* [What the exercise asks]
Set down all the data again. Change nothing.
_ _ _ _ _ _ _
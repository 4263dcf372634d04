use super::{ConfigError, ConfigProvider, EngineConfig, EnvConfigProvider};
use std::path::Path;
use tracing::debug;

impl EngineConfig {
    /// Load a config file, picking the format from its extension
    pub async fn load_from_path(path: &Path) -> Result<Self, ConfigError> {
        let path_label = path.display().to_string();
        let content = tokio::fs::read_to_string(path)
            .await
            .map_err(|source| ConfigError::Io {
                path: path_label.clone(),
                source,
            })?;

        let extension = path
            .extension()
            .and_then(|e| e.to_str())
            .map(|e| e.to_ascii_lowercase())
            .unwrap_or_default();

        let config = Self::parse_str(&content, &extension).map_err(|e| match e {
            ConfigError::Parse { message, .. } => ConfigError::Parse {
                path: path_label.clone(),
                message,
            },
            other => other,
        })?;

        debug!("Loaded engine configuration from {}", path_label);
        config.validate()?;
        Ok(config)
    }

    /// Parse configuration text in the given format (`toml`, `yaml`/`yml`, `json`)
    pub fn parse_str(content: &str, format: &str) -> Result<Self, ConfigError> {
        let parse_err = |message: String| ConfigError::Parse {
            path: "<inline>".to_string(),
            message,
        };

        match format {
            "toml" => toml::from_str(content).map_err(|e| parse_err(e.to_string())),
            "yaml" | "yml" => serde_yaml::from_str(content).map_err(|e| parse_err(e.to_string())),
            "json" => serde_json::from_str(content).map_err(|e| parse_err(e.to_string())),
            other => Err(ConfigError::UnsupportedFormat(other.to_string())),
        }
    }

    /// Load an optional file, then layer `BATCHWISE_*` environment overrides
    pub async fn load(path: Option<&Path>) -> Result<Self, ConfigError> {
        let base = match path {
            Some(p) if p.exists() => Self::load_from_path(p).await?,
            _ => Self::default(),
        };
        base.with_env()
    }

    pub fn with_env(self) -> Result<Self, ConfigError> {
        let provider: &dyn ConfigProvider = &EnvConfigProvider::default();
        let config = self.with_overrides(provider)?;
        config.validate()?;
        Ok(config)
    }
}
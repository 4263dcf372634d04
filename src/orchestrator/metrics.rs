//! Fire-and-forget reporting of batch and run results

use super::types::{BatchResult, RunResult};
use anyhow::Result;
use async_trait::async_trait;
use tracing::info;

/// Receives results as they are produced. Failures are logged, never propagated.
#[async_trait]
pub trait MetricsSink: Send + Sync {
    async fn record_batch(&self, entity_name: &str, batch: &BatchResult) -> Result<()>;

    async fn record_run(&self, run: &RunResult) -> Result<()>;
}

#[derive(Debug, Default, Clone, Copy)]
pub struct NoopMetricsSink;

#[async_trait]
impl MetricsSink for NoopMetricsSink {
    async fn record_batch(&self, _entity_name: &str, _batch: &BatchResult) -> Result<()> {
        Ok(())
    }

    async fn record_run(&self, _run: &RunResult) -> Result<()> {
        Ok(())
    }
}

/// Emits results as structured `tracing` events
#[derive(Debug, Default, Clone, Copy)]
pub struct TracingMetricsSink;

#[async_trait]
impl MetricsSink for TracingMetricsSink {
    async fn record_batch(&self, entity_name: &str, batch: &BatchResult) -> Result<()> {
        info!(
            target: "batchwise::metrics",
            entity = entity_name,
            batch_id = %batch.batch_id,
            items = batch.item_count,
            processed = batch.processed_count,
            skipped = batch.skipped_count,
            errors = batch.error_count,
            duration_ms = batch.duration.as_millis() as u64,
            memory_percent = batch.memory_after.usage_percent,
            committed = batch.committed,
            "batch finished"
        );
        Ok(())
    }

    async fn record_run(&self, run: &RunResult) -> Result<()> {
        info!(
            target: "batchwise::metrics",
            run_id = %run.run_id,
            entity = %run.entity_name,
            state = %run.terminal_state,
            processed = run.processed_count,
            skipped = run.skipped_count,
            errors = run.error_count,
            batches = run.batches_processed,
            duration_ms = run.duration.as_millis() as u64,
            "run finished"
        );
        Ok(())
    }
}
_ _ _ _ _ _ _
* [Solved exercise]
repository 4263dcf372634d04
use super::{ConfigError, ConfigProvider, EngineConfig, EnvConfigProvider};
use std::path::Path;
use tracing::debug;

impl EngineConfig {
    /// Load a config file, picking the format from its extension
    pub async fn load_from_path(path: &Path) -> Result<Self, ConfigError> {
        let path_label = path.display().to_string();
        let content = tokio::fs::read_to_string(path)
            .await
            .map_err(|source| ConfigError::Io {
                path: path_label.clone(),
                source,
            })?;

        let extension = path
            .extension()
            .and_then(|e| e.to_str())
            .map(|e| e.to_ascii_lowercase())
            .unwrap_or_default();

        let config = Self::parse_str(&content, &extension).map_err(|e| match e {
            ConfigError::Parse { message, .. } => ConfigError::Parse {
                path: path_label.clone(),
                message,
            },
            other => other,
        })?;

        debug!("Loaded engine configuration from {}", path_label);
        config.validate()?;
        Ok(config)
    }

    /// Parse configuration text in the given format (`toml`, `yaml`/`yml`, `json`)
    pub fn parse_str(content: &str, format: &str) -> Result<Self, ConfigError> {
        let parse_err = |message: String| ConfigError::Parse {
            path: "<inline>".to_string(),
            message,
        };

        match format {
            "toml" => toml::from_str(content).map_err(|e| parse_err(e.to_string())),
            "yaml" | "yml" => serde_yaml::from_str(content).map_err(|e| parse_err(e.to_string())),
            "json" => serde_json::from_str(content).map_err(|e| parse_err(e.to_string())),
            other => Err(ConfigError::UnsupportedFormat(other.to_string())),
        }
    }

    /// Load an optional file, then layer `BATCHWISE_*` environment overrides
    pub async fn load(path: Option<&Path>) -> Result<Self, ConfigError> {
        let base = match path {
            Some(p) if p.exists() => Self::load_from_path(p).await?,
            _ => Self::default(),
        };
        base.with_env()
    }

    pub fn with_env(self) -> Result<Self, ConfigError> {
        let provider: &dyn ConfigProvider = &EnvConfigProvider::default();
        let config = self.with_overrides(provider)?;
        config.validate()?;
        Ok(config)
    }
}
repository 4263dcf372634d04
filename src/orchestrator/metrics.rs
//! Fire-and-forget reporting of batch and run results

use super::types::{BatchResult, RunResult};
use anyhow::Result;
use async_trait::async_trait;
use tracing::info;

/// Receives results as they are produced. Failures are logged, never propagated.
#[async_trait]
pub trait MetricsSink: Send + Sync {
    async fn record_batch(&self, entity_name: &str, batch: &BatchResult) -> Result<()>;

    async fn record_run(&self, run: &RunResult) -> Result<()>;
}

#[derive(Debug, Default, Clone, Copy)]
pub struct NoopMetricsSink;

#[async_trait]
impl MetricsSink for NoopMetricsSink {
    async fn record_batch(&self, _entity_name: &str, _batch: &BatchResult) -> Result<()> {
        Ok(())
    }

    async fn record_run(&self, _run: &RunResult) -> Result<()> {
        Ok(())
    }
}

/// Emits results as structured `tracing` events
#[derive(Debug, Default, Clone, Copy)]
pub struct TracingMetricsSink;

#[async_trait]
impl MetricsSink for TracingMetricsSink {
    async fn record_batch(&self, entity_name: &str, batch: &BatchResult) -> Result<()> {
        info!(
            target: "batchwise::metrics",
            entity = entity_name,
            batch_id = %batch.batch_id,
            items = batch.item_count,
            processed = batch.processed_count,
            skipped = batch.skipped_count,
            errors = batch.error_count,
            duration_ms = batch.duration.as_millis() as u64,
            memory_percent = batch.memory_after.usage_percent,
            committed = batch.committed,
            "batch finished"
        );
        Ok(())
    }

    async fn record_run(&self, run: &RunResult) -> Result<()> {
        info!(
            target: "batchwise::metrics",
            run_id = %run.run_id,
            entity = %run.entity_name,
            state = %run.terminal_state,
            processed = run.processed_count,
            skipped = run.skipped_count,
            errors = run.error_count,
            batches = run.batches_processed,
            duration_ms = run.duration.as_millis() as u64,
            "run finished"
        );
        Ok(())
    }
}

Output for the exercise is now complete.